With COVID-19 claiming some 1.33 million lives worldwide and almost 255,000 in the U.S. and counting—and the WHO speculating that COVID-19 might stay around for years to come—the stakes of vaccine hesitancy are now higher than ever. Winning the fight against COVID-19 won’t happen if a significant number of people refuse to be vaccinated. And yet, based on a Psychology Today study, roughly one-quarter of the U.S. population is already threatening not to use it, suggesting that believers of COVID-19 conspiracy theories are joining forces with believers of anti-vaccine conspiracy theories within a rapidly growing movement intent on mounting a full-scale misinformation war against vaccines.

A few months ago, the conspiracy theory video Plandemic promoted previously debunked claims that SARS-CoV-2 was manmade and that Microsoft co-founder and philanthropist Bill Gates and/or director of the National Institute of Allergy and Infectious Diseases and voice of reason on the White House Coronavirus Task Force, Fauci “deliberately orchestrated” COVID-19 in order to profit from a future vaccine. It was watched by millions before being removed by social media platforms like YouTube and Facebook as false and potentially dangerous misinformation, but it continues to circulate online, with conspiratorially-minded people taking its removal from the mainstream as paradoxical proof that it must be true.

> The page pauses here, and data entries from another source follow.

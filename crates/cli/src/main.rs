mod engine;
mod render;

use std::path::PathBuf;
use std::process::ExitCode;

use anyhow::{Context, Result};
use clap::Parser;
use tracing_subscriber::EnvFilter;

use crate::engine::{Engine, Flow};

#[derive(Parser, Debug)]
#[command(version, about = "Xiangqi static evaluation over a line protocol")]
struct Cli {
    /// Initial value of the EvalFile option.
    #[arg(long = "eval-file", value_name = "FILE", value_hint = clap::ValueHint::FilePath)]
    eval_file: Option<String>,

    /// Directory searched for the network after the working directory.
    /// Defaults to the directory of the executable.
    #[arg(long = "root-dir", value_name = "DIR", value_hint = clap::ValueHint::DirPath)]
    root_dir: Option<PathBuf>,

    /// Log filter used when RUST_LOG is not set.
    #[arg(long = "log-level", default_value = "warn")]
    log_level: String,
}

fn init_tracing(level: &str) {
    let env_filter =
        EnvFilter::try_from_default_env().unwrap_or_else(|_| EnvFilter::new(level));
    tracing_subscriber::fmt()
        .with_env_filter(env_filter)
        .with_target(false)
        .with_writer(std::io::stderr)
        .try_init()
        .ok();
}

fn engine_directory() -> Result<PathBuf> {
    let exe = std::env::current_exe().context("cannot locate the executable")?;
    Ok(exe.parent().map(PathBuf::from).unwrap_or_default())
}

fn run(cli: Cli) -> Result<Flow> {
    let root_dir = match cli.root_dir {
        Some(dir) => dir,
        None => engine_directory()?,
    };

    let mut engine = Engine::new(root_dir, cli.eval_file.as_deref())?;
    let stdin = std::io::stdin();
    let mut stdout = std::io::stdout();
    engine
        .run(stdin.lock(), &mut stdout)
        .context("protocol I/O failed")
}

fn main() -> ExitCode {
    let cli = Cli::parse();
    init_tracing(&cli.log_level);

    match run(cli) {
        Ok(Flow::Terminate) => ExitCode::FAILURE,
        Ok(_) => ExitCode::SUCCESS,
        Err(err) => {
            eprintln!("Error: {err:#}");
            ExitCode::FAILURE
        }
    }
}
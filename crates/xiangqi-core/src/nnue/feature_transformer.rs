//! Feature transformer: sparse piece-square input to the hidden accumulator.

use std::io::{self, Read, Write};

use aligned_vec::{AVec, ConstAlign, avec};
use arrayvec::ArrayVec;
use byteorder::{LittleEndian, ReadBytesExt, WriteBytesExt};

use crate::board::{Board, SQUARE_NB, flip_rank};
use crate::nnue::CACHE_LINE_SIZE;
use crate::types::{Color, PieceType};

/// Input features per perspective: relative color × piece type × square.
pub const FEATURE_DIMS: usize = 2 * PieceType::COUNT * SQUARE_NB;

/// Hidden units per perspective.
pub const L1: usize = 32;

/// Upper bound on pieces on the board.
const MAX_ACTIVE_FEATURES: usize = 32;

pub type ActiveFeatures = ArrayVec<usize, MAX_ACTIVE_FEATURES>;

/// Feature index of a piece as seen from `perspective`.
///
/// Black's perspective mirrors the ranks so that both sides see their own
/// pieces at the bottom of the board.
#[inline]
pub fn feature_index(perspective: Color, piece_color: Color, piece_type: PieceType, sq: usize) -> usize {
    let oriented = match perspective {
        Color::White => sq,
        Color::Black => flip_rank(sq),
    };
    let relative = usize::from(piece_color != perspective);
    (relative * PieceType::COUNT + piece_type.index()) * SQUARE_NB + oriented
}

/// Collects the active features of `board` from `perspective`.
pub fn active_features(board: &Board, perspective: Color) -> ActiveFeatures {
    let mut features = ActiveFeatures::new();
    for (sq, piece) in board.pieces() {
        let pushed = features.try_push(feature_index(perspective, piece.color, piece.piece_type, sq));
        debug_assert!(
            pushed.is_ok(),
            "more than {MAX_ACTIVE_FEATURES} pieces on the board: {board:?}"
        );
    }
    features
}

/// Hidden accumulator of one perspective.
pub type Accumulator = [i32; L1];

pub struct FeatureTransformer {
    biases: AVec<i16, ConstAlign<CACHE_LINE_SIZE>>,
    weights: AVec<i16, ConstAlign<CACHE_LINE_SIZE>>,
    psqt_weights: AVec<i32, ConstAlign<CACHE_LINE_SIZE>>,
}

impl FeatureTransformer {
    pub fn from_slices(biases: &[i16], weights: &[i16], psqt_weights: &[i32]) -> Self {
        assert_eq!(biases.len(), L1, "feature transformer bias count");
        assert_eq!(weights.len(), FEATURE_DIMS * L1, "feature transformer weight count");
        assert_eq!(psqt_weights.len(), FEATURE_DIMS, "psqt weight count");

        FeatureTransformer {
            biases: AVec::from_slice(CACHE_LINE_SIZE, biases),
            weights: AVec::from_slice(CACHE_LINE_SIZE, weights),
            psqt_weights: AVec::from_slice(CACHE_LINE_SIZE, psqt_weights),
        }
    }

    pub fn read<R: Read>(reader: &mut R) -> io::Result<Self> {
        let mut biases = avec![[CACHE_LINE_SIZE]|0i16; L1];
        let mut weights = avec![[CACHE_LINE_SIZE]|0i16; FEATURE_DIMS * L1];
        let mut psqt_weights = avec![[CACHE_LINE_SIZE]|0i32; FEATURE_DIMS];

        reader.read_i16_into::<LittleEndian>(&mut biases)?;
        reader.read_i16_into::<LittleEndian>(&mut weights)?;
        reader.read_i32_into::<LittleEndian>(&mut psqt_weights)?;

        Ok(FeatureTransformer {
            biases,
            weights,
            psqt_weights,
        })
    }

    pub fn write<W: Write>(&self, writer: &mut W) -> io::Result<()> {
        for &b in self.biases.iter() {
            writer.write_i16::<LittleEndian>(b)?;
        }
        for &w in self.weights.iter() {
            writer.write_i16::<LittleEndian>(w)?;
        }
        for &w in self.psqt_weights.iter() {
            writer.write_i32::<LittleEndian>(w)?;
        }
        Ok(())
    }

    /// Sum of PSQT weights over the active features.
    #[inline]
    pub fn psqt(&self, features: &[usize]) -> i32 {
        features.iter().map(|&f| self.psqt_weights[f]).sum()
    }

    /// Builds the hidden accumulator for the active features.
    pub fn accumulate(&self, features: &[usize]) -> Accumulator {
        let mut acc = [0i32; L1];
        for (a, &b) in acc.iter_mut().zip(self.biases.iter()) {
            *a = i32::from(b);
        }
        for &f in features {
            let row = &self.weights[f * L1..(f + 1) * L1];
            for (a, &w) in acc.iter_mut().zip(row) {
                *a += i32::from(w);
            }
        }
        acc
    }
}
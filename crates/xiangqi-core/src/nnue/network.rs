//! Network container: header, layers and inference.

use std::io::{self, Cursor, Read, Write};

use byteorder::{LittleEndian, ReadBytesExt, WriteBytesExt};
use tracing::trace;

use crate::board::Board;
use crate::error::NetworkError;
use crate::nnue::feature_transformer::{self, FEATURE_DIMS, FeatureTransformer, L1};
use crate::nnue::output_layer::{INPUT_DIMS, OutputLayer};
use crate::nnue::{NeuralEvaluator, NnueOutput};
use crate::types::{Color, Value, to_cp};

/// File format version marker.
pub const NNUE_VERSION: u32 = 0x7AF3_2F20;

/// Longest description accepted in a network header.
pub const MAX_DESCRIPTION_LEN: usize = 1024;

/// Divides raw network output into internal score units.
pub const OUTPUT_SCALE: i32 = 16;

pub const FEATURE_TRANSFORMER_HASH: u32 = 0x5F13_4CB8 ^ (2 * L1 as u32);
pub const OUTPUT_LAYER_HASH: u32 = 0xCC03_DAE4u32.wrapping_add(1) ^ (INPUT_DIMS as u32);

/// Architecture hash stored in the file header.
pub const NETWORK_HASH: u32 = FEATURE_TRANSFORMER_HASH ^ OUTPUT_LAYER_HASH;

/// Raw parameters of a network, in file order.
#[derive(Debug, Clone, PartialEq, Eq)]
pub struct Parameters {
    pub ft_biases: Vec<i16>,
    pub ft_weights: Vec<i16>,
    pub psqt_weights: Vec<i32>,
    pub output_bias: i32,
    pub output_weights: Vec<i16>,
}

impl Parameters {
    /// All-zero parameters with the right shapes.
    pub fn zeroed() -> Self {
        Parameters {
            ft_biases: vec![0; L1],
            ft_weights: vec![0; FEATURE_DIMS * L1],
            psqt_weights: vec![0; FEATURE_DIMS],
            output_bias: 0,
            output_weights: vec![0; INPUT_DIMS],
        }
    }
}

/// A loaded evaluation network. Immutable after construction.
pub struct Network {
    description: String,
    feature_transformer: FeatureTransformer,
    output_layer: OutputLayer,
}

/// Intermediate values of one forward pass.
#[derive(Debug, Clone, Copy, PartialEq, Eq)]
struct Forward {
    psqt: i32,
    positional: i32,
}

impl Network {
    /// Builds a network from raw parameters.
    ///
    /// # Panics
    ///
    /// Panics if any parameter vector has the wrong length.
    pub fn new(description: impl Into<String>, params: &Parameters) -> Self {
        Network {
            description: description.into(),
            feature_transformer: FeatureTransformer::from_slices(
                &params.ft_biases,
                &params.ft_weights,
                &params.psqt_weights,
            ),
            output_layer: OutputLayer::from_slice(params.output_bias, &params.output_weights),
        }
    }

    /// Parses an uncompressed network blob.
    pub fn from_bytes(bytes: &[u8]) -> Result<Self, NetworkError> {
        Self::read(&mut Cursor::new(bytes))
    }

    /// Parses a network, checking every format marker and that the stream
    /// ends right after the last layer.
    pub fn read<R: Read>(reader: &mut R) -> Result<Self, NetworkError> {
        let version = reader.read_u32::<LittleEndian>()?;
        if version != NNUE_VERSION {
            return Err(NetworkError::BadVersion {
                found: version,
                expected: NNUE_VERSION,
            });
        }

        let hash = reader.read_u32::<LittleEndian>()?;
        if hash != NETWORK_HASH {
            return Err(NetworkError::HashMismatch {
                found: hash,
                expected: NETWORK_HASH,
            });
        }

        let len = reader.read_u32::<LittleEndian>()? as usize;
        if len > MAX_DESCRIPTION_LEN {
            return Err(NetworkError::DescriptionTooLong {
                len,
                max: MAX_DESCRIPTION_LEN,
            });
        }
        let mut description = vec![0u8; len];
        reader.read_exact(&mut description)?;
        let description = String::from_utf8_lossy(&description).into_owned();

        read_layer_hash(reader, "feature transformer", FEATURE_TRANSFORMER_HASH)?;
        let feature_transformer = FeatureTransformer::read(reader)?;

        read_layer_hash(reader, "output layer", OUTPUT_LAYER_HASH)?;
        let output_layer = OutputLayer::read(reader)?;

        let mut probe = [0u8; 1];
        if reader.read(&mut probe)? != 0 {
            return Err(NetworkError::TrailingData);
        }

        Ok(Network {
            description,
            feature_transformer,
            output_layer,
        })
    }

    /// Serializes the network in the uncompressed framing.
    pub fn write<W: Write>(&self, writer: &mut W) -> io::Result<()> {
        writer.write_u32::<LittleEndian>(NNUE_VERSION)?;
        writer.write_u32::<LittleEndian>(NETWORK_HASH)?;
        writer.write_u32::<LittleEndian>(self.description.len() as u32)?;
        writer.write_all(self.description.as_bytes())?;
        writer.write_u32::<LittleEndian>(FEATURE_TRANSFORMER_HASH)?;
        self.feature_transformer.write(writer)?;
        writer.write_u32::<LittleEndian>(OUTPUT_LAYER_HASH)?;
        self.output_layer.write(writer)?;
        Ok(())
    }

    /// Serialized bytes in the uncompressed framing.
    pub fn to_bytes(&self) -> Vec<u8> {
        let mut bytes = Vec::new();
        // Writing into a Vec cannot fail.
        let _ = self.write(&mut bytes);
        bytes
    }

    /// Architecture and training description from the file header.
    pub fn description(&self) -> &str {
        &self.description
    }

    fn forward(&self, board: &Board, psqt_only: bool) -> Forward {
        let us = board.side_to_move();
        let ft = &self.feature_transformer;
        let us_features = feature_transformer::active_features(board, us);
        let them_features = feature_transformer::active_features(board, !us);

        let psqt = (ft.psqt(&us_features) - ft.psqt(&them_features)) / 2;
        let positional = if psqt_only {
            0
        } else {
            let us_acc = ft.accumulate(&us_features);
            let them_acc = ft.accumulate(&them_features);
            self.output_layer.propagate(&us_acc, &them_acc)
        };

        trace!(psqt, positional, psqt_only, "network forward pass");
        Forward { psqt, positional }
    }
}

fn read_layer_hash<R: Read>(
    reader: &mut R,
    layer: &'static str,
    expected: u32,
) -> Result<(), NetworkError> {
    let found = reader.read_u32::<LittleEndian>()?;
    if found != expected {
        return Err(NetworkError::LayerHashMismatch {
            layer,
            found,
            expected,
        });
    }
    Ok(())
}

impl NeuralEvaluator for Network {
    fn evaluate(&self, board: &Board, psqt_only: bool) -> NnueOutput {
        let Forward { psqt, positional } = self.forward(board, psqt_only);
        NnueOutput {
            value: (psqt + positional) / OUTPUT_SCALE,
            complexity: (psqt - positional).abs() / OUTPUT_SCALE,
        }
    }

    fn trace(&self, board: &Board) -> String {
        let Forward { psqt, positional } = self.forward(board, false);
        let stm = board.side_to_move();
        let complexity = (psqt - positional).abs() / OUTPUT_SCALE;
        let material = psqt / OUTPUT_SCALE;
        let positional = positional / OUTPUT_SCALE;

        let separator = "+------------+------------+------------+------------+\n";
        let mut out = String::new();
        out.push_str(&format!(
            "NNUE network contributions ({} to move)\n",
            if stm == Color::White { "White" } else { "Black" }
        ));
        out.push_str(separator);
        out.push_str("|  Material  | Positional |   Total    | Complexity |\n");
        out.push_str("|   (PSQT)   |  (Layers)  |            |            |\n");
        out.push_str(separator);
        out.push_str(&format!(
            "|  {:>8}  |  {:>8}  |  {:>8}  |  {:>8}  |\n",
            format_pawns(material),
            format_pawns(positional),
            format_pawns(material + positional),
            format!("{:.2}", 0.01 * f64::from(to_cp(complexity))),
        ));
        out.push_str(separator);
        out
    }
}

fn format_pawns(v: Value) -> String {
    format!("{:+.2}", 0.01 * f64::from(to_cp(v)))
}

#[cfg(test)]
mod tests {
    use super::*;
    use crate::nnue::feature_transformer::feature_index;
    use crate::types::PieceType;

    fn pawn_psqt_network(weight: i32) -> Network {
        let mut params = Parameters::zeroed();
        for sq in 0..crate::board::SQUARE_NB {
            params.psqt_weights[feature_index(Color::White, Color::White, PieceType::Pawn, sq)] =
                weight;
        }
        Network::new("pawn psqt", &params)
    }

    #[test]
    fn own_pawns_drive_psqt() {
        let net = pawn_psqt_network(512);
        // Two white pawns; black has none.
        let board = Board::from_fen("3k5/9/9/9/9/9/P3P4/9/9/4K4 w").unwrap();
        let out = net.evaluate(&board, false);
        assert_eq!(out.value, 2 * 512 / 2 / OUTPUT_SCALE);
        assert_eq!(out.complexity, out.value);

        // Same placement with Black to move: the pawns are now the opponent's.
        let board = Board::from_fen("3k5/9/9/9/9/9/P3P4/9/9/4K4 b").unwrap();
        assert_eq!(net.evaluate(&board, false).value, -(2 * 512 / 2 / OUTPUT_SCALE));
    }

    #[test]
    fn psqt_only_skips_positional_layers() {
        let mut params = Parameters::zeroed();
        params.output_bias = 160;
        let net = Network::new("bias only", &params);
        let board = Board::new();

        let full = net.evaluate(&board, false);
        assert_eq!(full.value, 10);
        assert_eq!(full.complexity, 10);

        let fast = net.evaluate(&board, true);
        assert_eq!(fast.value, 0);
        assert_eq!(fast.complexity, 0);
    }

    #[test]
    fn header_markers_are_checked() {
        let net = pawn_psqt_network(32);
        let bytes = net.to_bytes();
        let reread = Network::from_bytes(&bytes).unwrap();
        assert_eq!(reread.description(), "pawn psqt");

        let mut bad_version = bytes.clone();
        bad_version[0] ^= 1;
        assert!(matches!(
            Network::from_bytes(&bad_version),
            Err(NetworkError::BadVersion { .. })
        ));

        let mut bad_hash = bytes.clone();
        bad_hash[4] ^= 1;
        assert!(matches!(
            Network::from_bytes(&bad_hash),
            Err(NetworkError::HashMismatch { .. })
        ));

        let mut trailing = bytes.clone();
        trailing.push(0);
        assert!(matches!(
            Network::from_bytes(&trailing),
            Err(NetworkError::TrailingData)
        ));

        assert!(matches!(
            Network::from_bytes(&bytes[..bytes.len() - 1]),
            Err(NetworkError::Io(_))
        ));
    }

    #[test]
    fn layer_hash_is_checked() {
        let net = pawn_psqt_network(32);
        let mut bytes = net.to_bytes();
        let ft_hash_offset = 12 + net.description().len();
        bytes[ft_hash_offset] ^= 0xFF;
        assert!(matches!(
            Network::from_bytes(&bytes),
            Err(NetworkError::LayerHashMismatch {
                layer: "feature transformer",
                ..
            })
        ));
    }

    #[test]
    fn trace_mentions_side_to_move() {
        let net = pawn_psqt_network(32);
        let trace = net.trace(&Board::new());
        assert!(trace.starts_with("NNUE network contributions (White to move)"));
        assert!(trace.contains("Complexity"));
    }
}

While Gates has been a consistent target of COVID-19 conspiracy theories for months, Fauci has more recently been sucked into the conspiracy theory vortex. For example, some conspiracy theories now falsely claim that Fauci owns patents on a protein that forms part of SARS-CoV-2, implying that he might have some motive for creation of the virus.

While institutions like the WHO and the Centers for Disease Control and Prevention (CDC) have attempted to counter the medical “infodemic” with reliable and accurate information about vaccines and now COVID-19, recent evidence suggests they’re fighting a losing battle. New research submitted by Psychology Today has suggested that anti-vaccine Facebook pages outnumber pro-vaccine pages more than 2:1 with followers growing more rapidly and interacting to other groups with potential ideological overlap, such as groups focused on “wellness” or more generalized safety concerns.